- Born: José Miguel Gaona Cartolano 1957 (age 68–69) Brussels, Belgium
- Education: University of Córdoba Complutense University of Madrid University of Navarra
- Occupations: Physician; Psychiatrist; Podcaster; TV host; Writer;
- Years active: 2001–present

= José Miguel Gaona =

Spanish psychiatrist

José Miguel Gaona Cartolano (born 1957 in Brussels, Belgium) is a Spanish physician, psychiatrist and writer, specialized in forensic psychiatry, neurology and developmental psychology. He is one of the most recognized mind specialists in Spain, with a long career in TV and radio, as well as a member of the European Psychiatric Association and the New York Academy of Sciences. He founded the magazine Educar bien in 2006 and the podcast La Reunión Secreta in 2020.

==Career==
Gaona was born in Brussels to Spanish parents, who abandoned Spain during the Francoist era with the help of the Maquis due to his grandfather's role as a captain of the Second Spanish Republic. They lived many years in Chile, where his family got involved with poet Pablo Neruda, journalist Augusto Olivares and successive heads of state Salvador Allende and Augusto Pinochet. Gaona owned an official passport of statelessness until 12 years old, when his family could return to Spain.

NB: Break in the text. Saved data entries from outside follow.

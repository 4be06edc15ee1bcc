//! FUSE transport
//!
//! Bridges the kernel's inode-based callbacks onto the path-based
//! adapter. The namespace is flat, so the inode table is just a
//! bidirectional name/ino map rooted at ino 1. Each callback hops onto
//! the tokio runtime with `block_on` and maps errors to errnos via
//! [`Error::to_errno`](crate::error::Error::to_errno).

use crate::error::Error;
use crate::fs::adapter::{FileKind, ObjectFs, Stat};
use crate::fs::attr::ObjectAttr;

use fuser::{
    FileAttr, FileType, Filesystem, ReplyAttr, ReplyData, ReplyDirectory, ReplyEmpty, ReplyEntry,
    ReplyOpen, ReplyWrite, Request, TimeOrNow,
};
use parking_lot::RwLock;
use std::collections::HashMap;
use std::ffi::OsStr;
use std::time::{Duration, SystemTime};
use tokio::runtime::Runtime;
use tracing::{debug, error};

/// TTL for cached attributes
const TTL: Duration = Duration::from_secs(1);

/// Inode of the mount root
const ROOT_INO: u64 = 1;

/// Name/ino map for the flat root directory
struct InodeTable {
    next_ino: u64,
    by_ino: HashMap<u64, String>,
    by_name: HashMap<String, u64>,
}

impl InodeTable {
    fn new() -> Self {
        InodeTable {
            next_ino: ROOT_INO + 1,
            by_ino: HashMap::new(),
            by_name: HashMap::new(),
        }
    }

    fn assign(&mut self, name: &str) -> u64 {
        if let Some(ino) = self.by_name.get(name) {
            return *ino;
        }
        let ino = self.next_ino;
        self.next_ino += 1;
        self.by_ino.insert(ino, name.to_string());
        self.by_name.insert(name.to_string(), ino);
        ino
    }

    fn name_of(&self, ino: u64) -> Option<String> {
        self.by_ino.get(&ino).cloned()
    }

    fn forget(&mut self, name: &str) {
        if let Some(ino) = self.by_name.remove(name) {
            self.by_ino.remove(&ino);
        }
    }

    fn rename(&mut self, old: &str, new: &str) {
        self.forget(new);
        if let Some(ino) = self.by_name.remove(old) {
            self.by_ino.insert(ino, new.to_string());
            self.by_name.insert(new.to_string(), ino);
        }
    }
}

/// fuser-facing filesystem wrapping the core adapter
pub struct S3Fuse {
    core: ObjectFs,
    runtime: Runtime,
    inodes: RwLock<InodeTable>,
    uid: u32,
    gid: u32,
}

impl S3Fuse {
    pub fn new(core: ObjectFs, runtime: Runtime) -> Self {
        S3Fuse {
            core,
            runtime,
            inodes: RwLock::new(InodeTable::new()),
            uid: unsafe { libc::getuid() },
            gid: unsafe { libc::getgid() },
        }
    }

    /// Helper to run async core operations from sync FUSE callbacks
    fn block_on<F: std::future::Future>(&self, f: F) -> F::Output {
        self.runtime.block_on(f)
    }

    /// Resolve an inode back to an adapter path
    fn path_of(&self, ino: u64) -> Option<String> {
        if ino == ROOT_INO {
            return Some("/".to_string());
        }
        self.inodes.read().name_of(ino).map(|n| format!("/{}", n))
    }

    fn to_file_attr(&self, ino: u64, stat: &Stat) -> FileAttr {
        let (kind, perm) = match stat.kind {
            FileKind::Directory => (FileType::Directory, 0o555),
            FileKind::RegularFile => (FileType::RegularFile, 0o666),
        };

        FileAttr {
            ino,
            size: stat.attr.size,
            blocks: stat.attr.size.div_ceil(512),
            atime: stat.attr.atime,
            mtime: stat.attr.mtime,
            ctime: stat.attr.ctime,
            crtime: stat.attr.ctime,
            kind,
            perm,
            nlink: 1,
            uid: self.uid,
            gid: self.gid,
            rdev: 0,
            blksize: 512,
            flags: 0,
        }
    }
}

impl Filesystem for S3Fuse {
    fn lookup(&mut self, _req: &Request, parent: u64, name: &OsStr, reply: ReplyEntry) {
        let name = match name.to_str() {
            Some(n) => n,
            None => {
                reply.error(libc::EINVAL);
                return;
            }
        };

        debug!("lookup: parent={}, name={}", parent, name);

        if parent != ROOT_INO {
            reply.error(libc::ENOENT);
            return;
        }

        let path = format!("/{}", name);
        match self.block_on(self.core.getattr(&path)) {
            Ok(stat) => {
                let ino = self.inodes.write().assign(name);
                reply.entry(&TTL, &self.to_file_attr(ino, &stat), 0);
            }
            Err(e) => reply.error(e.to_errno()),
        }
    }

    fn getattr(&mut self, _req: &Request, ino: u64, reply: ReplyAttr) {
        debug!("getattr: ino={}", ino);

        let path = match self.path_of(ino) {
            Some(p) => p,
            None => {
                reply.error(libc::ENOENT);
                return;
            }
        };

        match self.block_on(self.core.getattr(&path)) {
            Ok(stat) => reply.attr(&TTL, &self.to_file_attr(ino, &stat)),
            Err(e) => reply.error(e.to_errno()),
        }
    }

    fn setattr(
        &mut self,
        _req: &Request,
        ino: u64,
        mode: Option<u32>,
        uid: Option<u32>,
        gid: Option<u32>,
        size: Option<u64>,
        atime: Option<TimeOrNow>,
        mtime: Option<TimeOrNow>,
        _ctime: Option<SystemTime>,
        _fh: Option<u64>,
        _crtime: Option<SystemTime>,
        _chgtime: Option<SystemTime>,
        _bkuptime: Option<SystemTime>,
        _flags: Option<u32>,
        reply: ReplyAttr,
    ) {
        debug!("setattr: ino={}", ino);

        // Only timestamp updates are supported; mode, ownership and
        // truncation have no object-storage counterpart here.
        if mode.is_some() || uid.is_some() || gid.is_some() || size.is_some() {
            reply.error(Error::Unsupported("setattr: mode/owner/size").to_errno());
            return;
        }

        let path = match self.path_of(ino) {
            Some(p) => p,
            None => {
                reply.error(libc::ENOENT);
                return;
            }
        };

        let to_time = |t: Option<TimeOrNow>| match t {
            Some(TimeOrNow::SpecificTime(t)) => Some(t),
            Some(TimeOrNow::Now) | None => None,
        };

        let result = self.block_on(async {
            self.core
                .utimens(&path, to_time(atime), to_time(mtime))
                .await?;
            self.core.getattr(&path).await
        });

        match result {
            Ok(stat) => reply.attr(&TTL, &self.to_file_attr(ino, &stat)),
            Err(e) => reply.error(e.to_errno()),
        }
    }

    fn mknod(
        &mut self,
        _req: &Request,
        parent: u64,
        name: &OsStr,
        mode: u32,
        _umask: u32,
        _rdev: u32,
        reply: ReplyEntry,
    ) {
        let name = match name.to_str() {
            Some(n) => n,
            None => {
                reply.error(libc::EINVAL);
                return;
            }
        };

        debug!("mknod: parent={}, name={}, mode={:o}", parent, name, mode);

        if parent != ROOT_INO {
            reply.error(libc::ENOENT);
            return;
        }

        let file_type = mode & libc::S_IFMT as u32;
        if file_type != 0 && file_type != libc::S_IFREG as u32 {
            reply.error(libc::ENOSYS);
            return;
        }

        let path = format!("/{}", name);
        match self.block_on(self.core.create(&path)) {
            Ok(()) => {
                let ino = self.inodes.write().assign(name);
                let now = SystemTime::now();
                let stat = Stat {
                    kind: FileKind::RegularFile,
                    attr: ObjectAttr {
                        size: 0,
                        atime: now,
                        mtime: now,
                        ctime: now,
                    },
                };
                reply.entry(&TTL, &self.to_file_attr(ino, &stat), 0);
            }
            Err(e) => {
                error!("mknod {} error: {}", path, e);
                reply.error(e.to_errno());
            }
        }
    }

    fn open(&mut self, _req: &Request, ino: u64, flags: i32, reply: ReplyOpen) {
        debug!("open: ino={}, flags={}", ino, flags);

        if ino == ROOT_INO {
            reply.error(libc::EISDIR);
            return;
        }

        let path = match self.path_of(ino) {
            Some(p) => p,
            None => {
                reply.error(libc::ENOENT);
                return;
            }
        };

        match self.block_on(self.core.open(&path)) {
            // state is keyed by path, so the handle carries no identity
            Ok(()) => reply.opened(0, 0),
            Err(e) => reply.error(e.to_errno()),
        }
    }

    fn read(
        &mut self,
        _req: &Request,
        ino: u64,
        _fh: u64,
        offset: i64,
        size: u32,
        _flags: i32,
        _lock: Option<u64>,
        reply: ReplyData,
    ) {
        debug!("read: ino={}, offset={}, size={}", ino, offset, size);

        if offset < 0 {
            reply.error(libc::EINVAL);
            return;
        }

        let path = match self.path_of(ino) {
            Some(p) => p,
            None => {
                reply.error(libc::ENOENT);
                return;
            }
        };

        match self.block_on(self.core.read(&path, offset as u64, size)) {
            Ok(data) => reply.data(&data),
            Err(e) => {
                error!("read {} error: {}", path, e);
                reply.error(e.to_errno());
            }
        }
    }

    fn write(
        &mut self,
        _req: &Request,
        ino: u64,
        _fh: u64,
        offset: i64,
        data: &[u8],
        _write_flags: u32,
        _flags: i32,
        _lock_owner: Option<u64>,
        reply: ReplyWrite,
    ) {
        debug!("write: ino={}, offset={}, size={}", ino, offset, data.len());

        if offset < 0 {
            reply.error(libc::EINVAL);
            return;
        }

        let path = match self.path_of(ino) {
            Some(p) => p,
            None => {
                reply.error(libc::ENOENT);
                return;
            }
        };

        match self.block_on(self.core.write(&path, offset as u64, data)) {
            Ok(written) => reply.written(written as u32),
            Err(e) => {
                error!("write {} error: {}", path, e);
                reply.error(e.to_errno());
            }
        }
    }

    fn release(
        &mut self,
        _req: &Request,
        ino: u64,
        _fh: u64,
        _flags: i32,
        _lock_owner: Option<u64>,
        _flush: bool,
        reply: ReplyEmpty,
    ) {
        debug!("release: ino={}", ino);

        let path = match self.path_of(ino) {
            Some(p) => p,
            None => {
                reply.error(libc::EBADF);
                return;
            }
        };

        match self.block_on(self.core.release(&path)) {
            Ok(()) => reply.ok(),
            Err(e) => reply.error(e.to_errno()),
        }
    }

    fn unlink(&mut self, _req: &Request, parent: u64, name: &OsStr, reply: ReplyEmpty) {
        let name = match name.to_str() {
            Some(n) => n,
            None => {
                reply.error(libc::EINVAL);
                return;
            }
        };

        debug!("unlink: parent={}, name={}", parent, name);

        if parent != ROOT_INO {
            reply.error(libc::ENOENT);
            return;
        }

        let path = format!("/{}", name);
        match self.block_on(self.core.unlink(&path)) {
            Ok(()) => {
                self.inodes.write().forget(name);
                reply.ok();
            }
            Err(e) => {
                error!("unlink {} error: {}", path, e);
                reply.error(e.to_errno());
            }
        }
    }

    fn rename(
        &mut self,
        _req: &Request,
        parent: u64,
        name: &OsStr,
        newparent: u64,
        newname: &OsStr,
        _flags: u32,
        reply: ReplyEmpty,
    ) {
        let (name, newname) = match (name.to_str(), newname.to_str()) {
            (Some(a), Some(b)) => (a, b),
            _ => {
                reply.error(libc::EINVAL);
                return;
            }
        };

        debug!(
            "rename: parent={}, name={}, newparent={}, newname={}",
            parent, name, newparent, newname
        );

        if parent != ROOT_INO || newparent != ROOT_INO {
            reply.error(libc::ENOENT);
            return;
        }

        let from = format!("/{}", name);
        let to = format!("/{}", newname);
        match self.block_on(self.core.rename(&from, &to)) {
            Ok(()) => {
                self.inodes.write().rename(name, newname);
                reply.ok();
            }
            Err(e) => {
                error!("rename {} -> {} error: {}", from, to, e);
                reply.error(e.to_errno());
            }
        }
    }

    fn readdir(
        &mut self,
        _req: &Request,
        ino: u64,
        _fh: u64,
        offset: i64,
        mut reply: ReplyDirectory,
    ) {
        debug!("readdir: ino={}, offset={}", ino, offset);

        if ino != ROOT_INO {
            reply.error(libc::ENOENT);
            return;
        }

        let entries = match self.block_on(self.core.readdir("/")) {
            Ok(entries) => entries,
            Err(e) => {
                error!("readdir error: {}", e);
                reply.error(e.to_errno());
                return;
            }
        };

        for (i, name) in entries.iter().enumerate().skip(offset as usize) {
            let (ino, kind) = if name == "." || name == ".." {
                (ROOT_INO, FileType::Directory)
            } else {
                (self.inodes.write().assign(name), FileType::RegularFile)
            };
            if reply.add(ino, (i + 1) as i64, kind, name) {
                break;
            }
        }

        reply.ok();
    }
}

#[cfg(test)]
mod tests {
    use super::*;

    #[test]
    fn inode_table_hands_out_stable_inos() {
        let mut table = InodeTable::new();
        let a = table.assign("a.txt");
        let b = table.assign("b.txt");
        assert_ne!(a, b);
        assert_ne!(a, ROOT_INO);
        assert_eq!(table.assign("a.txt"), a);
        assert_eq!(table.name_of(a).as_deref(), Some("a.txt"));
    }

    #[test]
    fn inode_table_rename_remaps_in_place() {
        let mut table = InodeTable::new();
        let a = table.assign("a.txt");
        table.rename("a.txt", "b.txt");

        assert_eq!(table.name_of(a).as_deref(), Some("b.txt"));
        assert_eq!(table.assign("b.txt"), a);
        // the old name is free again
        assert_ne!(table.assign("a.txt"), a);
    }

    #[test]
    fn inode_table_forget_drops_both_directions() {
        let mut table = InodeTable::new();
        let a = table.assign("a.txt");
        table.forget("a.txt");
        assert!(table.name_of(a).is_none());
    }
}
//! The process controller contract and the state every controller shares.

use hc_core::Timestamp;
use hc_signal::Signal;
use serde::{Deserialize, Serialize};

use crate::error::{ControlError, ControlResult};

/// Setpoint, error and output of one controller step.
#[derive(Debug, Clone, Copy, PartialEq, Serialize, Deserialize)]
pub struct ControlStatus {
    pub setpoint: f64,
    pub error: f64,
    pub signal: f64,
}

/// Anything a controller emits exposes its basic status.
pub trait ControlOutput {
    fn status(&self) -> &ControlStatus;

    fn signal(&self) -> f64 {
        self.status().signal
    }
}

impl ControlOutput for ControlStatus {
    fn status(&self) -> &ControlStatus {
        self
    }
}

/// Stateful controller driven by process variable samples.
///
/// Each instance belongs to exactly one pipeline; nothing here is shared.
pub trait ProcessController<P = ()> {
    type Output: ControlOutput + Clone;

    /// Name used in logs.
    fn name(&self) -> &str;

    fn setpoint(&self) -> f64;

    /// Change the setpoint.
    ///
    /// If a process variable has been seen, the output is recomputed against it
    /// right away and returned, so a setpoint change is visible without waiting
    /// for the next sample.
    fn set_setpoint(&mut self, setpoint: f64) -> ControlResult<Option<Signal<Self::Output, P>>>;

    /// Last process variable sample accepted, if any.
    fn process_variable(&self) -> Option<&Signal<f64, P>>;

    /// `setpoint - process_variable`, or 0 before the first sample.
    fn error(&self) -> f64 {
        match self.process_variable().and_then(|pv| pv.value()) {
            Some(pv) => self.setpoint() - pv,
            None => 0.0,
        }
    }

    /// Feed one sample.
    ///
    /// Failed samples yield a failed output and leave the controller state alone.
    fn compute(&mut self, pv: Signal<f64, P>) -> Signal<Self::Output, P>;
}

/// Bookkeeping shared by all controllers: name, setpoint, last sample.
#[derive(Debug, Clone)]
pub(crate) struct Tracker<P> {
    pub name: String,
    pub setpoint: f64,
    pub pv: Option<Signal<f64, P>>,
    last_output_at: Option<Timestamp>,
}

impl<P: Clone> Tracker<P> {
    pub fn new(name: impl Into<String>, setpoint: f64) -> ControlResult<Self> {
        let name = name.into();
        check_setpoint(&name, setpoint)?;
        Ok(Self {
            name,
            setpoint,
            pv: None,
            last_output_at: None,
        })
    }

    pub fn set_setpoint(&mut self, setpoint: f64) -> ControlResult<()> {
        check_setpoint(&self.name, setpoint)?;
        self.setpoint = setpoint;
        Ok(())
    }

    /// Screen an incoming sample.
    ///
    /// Returns the sample value if the controller should act on it, or the failed
    /// output to emit instead.
    pub fn accept<O>(&mut self, pv: &Signal<f64, P>) -> Result<f64, Signal<O, P>> {
        let value = match pv.value() {
            Some(v) if !pv.is_error() => *v,
            _ => return Err(pv.derive(None)),
        };

        if let Some(last) = self.last_output_at {
            if last > pv.timestamp() {
                tracing::warn!(
                    controller = %self.name,
                    last = %last,
                    now = %pv.timestamp(),
                    "sample out of order"
                );
            }
        }

        self.pv = Some(pv.clone());
        self.last_output_at = Some(pv.timestamp());
        Ok(value)
    }
}

fn check_setpoint(name: &str, setpoint: f64) -> ControlResult<()> {
    if setpoint.is_finite() {
        Ok(())
    } else {
        Err(ControlError::InvalidSetpoint {
            controller: name.to_string(),
            value: setpoint,
        })
    }
}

After returning to Spain, Gaona obtained a medical degree with Latin honors in the University of Córdoba, undergoing his thesis under famous neurologist and psychiatrist Carlos Castilla del Pino. Afterwards he added a doctorate in medicine and a master's degree in medical psychology in the Complutense University of Madrid, and later studied theology in the University of Navarra, attracted by the field of neurotheology. During his medical tenure he worked as a heart surgeon in the University of Göttingen in Germany, as a mind health specialist for Médecins du Monde during the Bosnian War and the Rwandan genocide, and as a teacher in several universities in Spain and United States.

Gaona introduced the first AIDS tests in Spain in 1985 with the help of Nobel Prize Luc Montagnier, also opening the first treatment center in the country, which was later closed down by the National Police Corps due to the social stigma regarding the illness.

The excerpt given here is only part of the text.